Stocks were narrowly mixed by the final hour of trading Monday as the energy sector sold off on a drop in crude prices.
The S&P 500 was down 0.1%, and the Dow Jones Industrial Average fell 0.05%, while the Nasdaq was up 0.22%.
The energy sector was the worst performer on markets after weak Chinese growth and impending Iranian oil on global markets widened the gap between supply and demand. West Texas Intermediate crude fell 2.3% to $46.19 a barrel.
Oil companies sold off in response. Among the major oilers, Exxon Mobil (XOM - Get Report) , Chevron (CVX - Get Report) , PetroChina (PTR - Get Report) , Royal Dutch Shell (RDS.A - Get Report) and ConocoPhillips (COP - Get Report) were all lower, while the Energy Select Sector SPDR ETF (XLE - Get Report) slid 2.2%.
China's economy grew 6.9% during the third quarter, a drop from the 7% growth in the first half of the year, and the worst reading since the global financial crisis in 2009. The results, though slower than the first half, came in better than the 6.8% growth economists had expected. Industrial production data was also released and showed a drop to 5.7% from 6.1%. Global markets have been volatile over the past two months as investors grow more concerned over the health of the world's second-largest economy.
"We see little recovery in production and investment data," Societe Generale analysts wrote in a note. "The resilience of consumption and services, which has limited data to show for, remained the growth pillar. This is still a set of data that calls for more policy easing. Another rate cut from the [People's Bank of China] now looks imminent."
Iran has called on the Organization of Petroleum-Exporting Countries to cut oil production, days before the country can release its own oil onto global markets. Iranian oil minister Bijan Namdar Zanganeh said OPEC should manage the market by reducing production to bring prices back to at least $70 a barrel. Iran will be able to increase oil exports by 500,000 barrels a day next week after the removal of sanctions.
Sentiment in the housing industry jumped to its best level since 2005, the end of the housing boom. Confidence increased by 3 points to 64, according to the National Association of Home Builders/Wells Fargo housing market index. Economists had expected the measure to increase to 62.
Morgan Stanley (MS - Get Report) shares fell more than 5% on a drop in quarterly profit. The bank joined Goldman Sachs (GS - Get Report) and JPMorgan (JPM - Get Report) in blaming a drop in bond-trading revenue as reason for declining income. Morgan Stanley reported net income of 48 cents a share, down from 83 cents a year earlier. Excluding one-time gains, profit fell to 34 cents a share and missed estimates of 63 cents.
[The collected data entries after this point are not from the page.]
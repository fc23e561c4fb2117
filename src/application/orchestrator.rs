//! Chooses which tool servers to start for a request and runs the startup.

use crate::application::connection::{ServerConnection, ServerPool, spawn_notification_watcher};
use crate::application::events::EventBus;
use crate::application::health::HealthMonitor;
use crate::application::recovery::RecoveryManager;
use crate::application::registry::ToolRegistry;
use crate::config::{DescriptorSource, ServerDescriptor};
use crate::domain::types::{ConnectionState, GatewayEvent};
use crate::infrastructure::transport::Connector;
use std::sync::Arc;
use std::time::Duration;
use tracing::{debug, error, info, warn};

/// Startup strategy for one request.
#[derive(Debug, Clone, PartialEq, Eq)]
pub enum LoadingMode {
    /// Start every descriptor. Highest latency, highest completeness.
    Full,
    /// Start only servers matching the supplied categories.
    Selective(Vec<String>),
    /// Infer categories from the request text; falls back to a small
    /// default set, never to an empty one.
    Smart,
    /// Built-in tools only; no external process is started.
    Speed,
}

/// Keyword table for smart-mode category inference. Matching is
/// case-insensitive substring over the request text.
const CATEGORY_KEYWORDS: &[(&str, &[&str])] = &[
    ("time", &["time", "clock", "date", "timezone", "alarm"]),
    ("filesystem", &["file", "folder", "directory", "path"]),
    ("web", &["http", "url", "website", "search", "browse", "fetch", "download"]),
    ("data", &["database", "sql", "query", "csv", "spreadsheet"]),
    ("system", &["process", "memory", "cpu", "clipboard", "screenshot"]),
];

/// Categories assumed when no keyword matches.
const DEFAULT_SMART_CATEGORIES: &[&str] = &["time", "filesystem"];

/// Infer tool categories from request text.
pub fn match_categories(request: &str) -> Vec<String> {
    let lowered = request.to_lowercase();
    CATEGORY_KEYWORDS
        .iter()
        .filter(|(_, keywords)| keywords.iter().any(|keyword| lowered.contains(keyword)))
        .map(|(category, _)| category.to_string())
        .collect()
}

/// Result of one server's startup attempt.
#[derive(Debug, Clone)]
pub struct ServerStartup {
    pub server_id: String,
    pub outcome: StartupOutcome,
    pub elapsed_ms: u64,
}

#[derive(Debug, Clone)]
pub enum StartupOutcome {
    Connected { tool_count: usize },
    Failed { error: String },
}

impl ServerStartup {
    pub fn is_connected(&self) -> bool {
        matches!(self.outcome, StartupOutcome::Connected { .. })
    }
}

/// Per-server startup results. Failures are reported individually; a slow or
/// failing server never turns the whole startup into an error.
#[derive(Debug, Clone, Default)]
pub struct StartupReport {
    pub servers: Vec<ServerStartup>,
}

impl StartupReport {
    pub fn loaded(&self) -> usize {
        self.servers.iter().filter(|s| s.is_connected()).count()
    }

    pub fn failed(&self) -> usize {
        self.servers.len() - self.loaded()
    }

    pub fn total_tools(&self) -> usize {
        self.servers
            .iter()
            .filter_map(|s| match &s.outcome {
                StartupOutcome::Connected { tool_count } => Some(*tool_count),
                StartupOutcome::Failed { .. } => None,
            })
            .sum()
    }
}

pub struct LoadingOrchestrator {
    source: Arc<dyn DescriptorSource>,
    pool: Arc<ServerPool>,
    registry: Arc<ToolRegistry>,
    connector: Arc<dyn Connector>,
    events: Arc<EventBus>,
    health: Arc<HealthMonitor>,
    recovery: Arc<RecoveryManager>,
    connect_timeout: Duration,
    health_interval: Duration,
}

impl LoadingOrchestrator {
    #[allow(clippy::too_many_arguments)]
    pub fn new(
        source: Arc<dyn DescriptorSource>,
        pool: Arc<ServerPool>,
        registry: Arc<ToolRegistry>,
        connector: Arc<dyn Connector>,
        events: Arc<EventBus>,
        health: Arc<HealthMonitor>,
        recovery: Arc<RecoveryManager>,
        connect_timeout: Duration,
        health_interval: Duration,
    ) -> Arc<Self> {
        Arc::new(Self {
            source,
            pool,
            registry,
            connector,
            events,
            health,
            recovery,
            connect_timeout,
            health_interval,
        })
    }

    /// Narrow the descriptor set for the given mode.
    pub fn select(&self, mode: &LoadingMode, request: Option<&str>) -> Vec<ServerDescriptor> {
        let all = self.source.descriptors();
        match mode {
            LoadingMode::Full => all,
            LoadingMode::Speed => Vec::new(),
            LoadingMode::Selective(categories) => filter_by_categories(all, categories),
            LoadingMode::Smart => {
                let mut categories = match_categories(request.unwrap_or(""));
                if categories.is_empty() {
                    debug!("no keyword matched, using default category set");
                    categories = DEFAULT_SMART_CATEGORIES
                        .iter()
                        .map(|c| c.to_string())
                        .collect();
                }
                let selected = filter_by_categories(all.clone(), &categories);
                if selected.is_empty() {
                    // Smart mode never yields an empty start set while
                    // descriptors exist.
                    info!("no descriptor matched the inferred categories, starting full set");
                    all
                } else {
                    selected
                }
            }
        }
    }

    /// Start every selected server concurrently, each under its own connect
    /// timeout. Returns once all of them reached CONNECTED or ERROR.
    pub async fn start(
        self: Arc<Self>,
        mode: LoadingMode,
        request: Option<&str>,
    ) -> StartupReport {
        let selected = self.select(&mode, request);
        if selected.is_empty() {
            info!(mode = ?mode, "no tool servers selected");
            return StartupReport::default();
        }

        info!(count = selected.len(), mode = ?mode, "starting tool servers");
        let mut handles = Vec::with_capacity(selected.len());
        for descriptor in selected {
            let orchestrator = Arc::clone(&self);
            handles.push(tokio::spawn(async move {
                orchestrator.start_one(descriptor).await
            }));
        }

        let mut servers = Vec::new();
        for joined in futures::future::join_all(handles).await {
            match joined {
                Ok(startup) => servers.push(startup),
                Err(err) => warn!(%err, "startup task panicked"),
            }
        }
        servers.sort_by(|a, b| a.server_id.cmp(&b.server_id));

        let report = StartupReport { servers };
        log_summary(&report);
        report
    }

    async fn start_one(&self, descriptor: ServerDescriptor) -> ServerStartup {
        let started = tokio::time::Instant::now();
        let server_id = descriptor.id.clone();

        if let Some(existing) = self.pool.get(&server_id) {
            if existing.state() == ConnectionState::Connected {
                debug!(server = %server_id, "server already connected");
                return ServerStartup {
                    outcome: StartupOutcome::Connected {
                        tool_count: self.registry.tools_for_server(&server_id),
                    },
                    server_id,
                    elapsed_ms: 0,
                };
            }
            // Replace a stale (failed or exhausted) connection.
            self.health.cancel(&server_id);
            self.recovery.cancel(&server_id);
            existing.shutdown().await;
            self.pool.remove(&server_id);
        }

        let connection = ServerConnection::new(descriptor);
        self.pool.insert(Arc::clone(&connection));

        let outcome = match connection
            .establish(self.connector.as_ref(), self.connect_timeout)
            .await
        {
            Ok(()) => {
                let tool_count = match connection.list_tools().await {
                    Ok(tools) => {
                        let count = self.registry.replace_catalog(&server_id, tools);
                        self.events.publish(GatewayEvent::CatalogRegistered {
                            server_id: server_id.clone(),
                            tool_count: count,
                        });
                        count
                    }
                    Err(err) => {
                        warn!(server = %server_id, %err, "connected but catalog fetch failed");
                        0
                    }
                };
                spawn_notification_watcher(&connection, &self.registry, &self.events);
                StartupOutcome::Connected { tool_count }
            }
            Err(err) => {
                Arc::clone(&self.recovery).ensure_scheduled(Arc::clone(&connection));
                StartupOutcome::Failed {
                    error: err.to_string(),
                }
            }
        };

        // Probing covers both live and erroring connections; recovery owns
        // the reconnect itself.
        self.health.schedule(&server_id, self.health_interval);

        ServerStartup {
            server_id,
            outcome,
            elapsed_ms: started.elapsed().as_millis() as u64,
        }
    }
}

fn filter_by_categories(
    descriptors: Vec<ServerDescriptor>,
    categories: &[String],
) -> Vec<ServerDescriptor> {
    descriptors
        .into_iter()
        .filter(|descriptor| descriptor.matches_categories(categories))
        .collect()
}

fn log_summary(report: &StartupReport) {
    for startup in &report.servers {
        match &startup.outcome {
            StartupOutcome::Connected { tool_count } => {
                info!(
                    server = %startup.server_id,
                    tools = tool_count,
                    elapsed_ms = startup.elapsed_ms,
                    "server ready"
                );
            }
            StartupOutcome::Failed { error } => {
                error!(
                    server = %startup.server_id,
                    %error,
                    elapsed_ms = startup.elapsed_ms,
                    "server failed to start"
                );
            }
        }
    }
    info!(
        total = report.servers.len(),
        loaded = report.loaded(),
        failed = report.failed(),
        total_tools = report.total_tools(),
        "tool server startup complete"
    );
}

#[cfg(test)]
mod tests {
    use super::*;

    #[test]
    fn time_prompt_selects_only_the_time_category() {
        let categories = match_categories("What time is it?");
        assert_eq!(categories, vec!["time".to_string()]);
    }

    #[test]
    fn unmatched_prompt_yields_no_categories() {
        assert!(match_categories("tell me a joke").is_empty());
    }

    #[test]
    fn matching_is_case_insensitive() {
        let categories = match_categories("Run an SQL QUERY against the DATABASE");
        assert_eq!(categories, vec!["data".to_string()]);
    }

    #[test]
    fn multiple_categories_can_match() {
        let categories = match_categories("search the web for a file");
        assert!(categories.contains(&"filesystem".to_string()));
        assert!(categories.contains(&"web".to_string()));
    }

    #[test]
    fn default_category_set_is_non_empty() {
        assert!(!DEFAULT_SMART_CATEGORIES.is_empty());
    }
}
General Electric (GE - Get Report) moved higher after it began its offer to exchange shares of GE for Synchrony Financial (SYF - Get Report) stock at a 7% discount. Synchrony will become a stand-alone savings and loan company following the exchange offer. Investors and analysts alike have had their confidence renewed in GE as the company offloads its financial businesses to focus on manufacturing. Shares have jumped more than 16% since the beginning of the month.
Deutsche Bank (DB - Get Report) added more than 2% after announcing a major restructuring. The bank plans to split its investment bank into two units: one which will focus on corporate and investment banking, and the other on sales and trading. Several executives will be leaving as part of the restructuring including Colin Fan, co-head of investment banking.
Halliburton (HAL - Get Report) shares were slightly lower after the oil company reported a mixed quarter. Like other oil companies in recent quarters, Halliburton reported better-than-expected profit, while its top-line took a big hit on declining commodity prices. Revenue slid 36% to $5.58 billion.
Weight Watchers (WTW) rocketed more than 80% higher after Oprah Winfrey took a 10% stake in the company. Winfrey will also join its board. Weight Watchers has struggled in recent years as memberships decline.
Hasbro (HAS - Get Report) shares were on watch after a mixed quarter. The toymaker earned $1.58 a share, 6 cents above estimates, while revenue of $1.47 billion came in flat from a year earlier. Excluding currency exchange, sales rose 6%, driven by a 24% increase in its boys segment.
Match announced plans to go public on the Nasdaq under ticker symbol 'MTCH.' Owner IAC/InterActive (IACI) will retain 50% of voting rights of the dating app and Web site company following the float. Match generated revenue of $888.3 million in 2014, up 11% from a year earlier.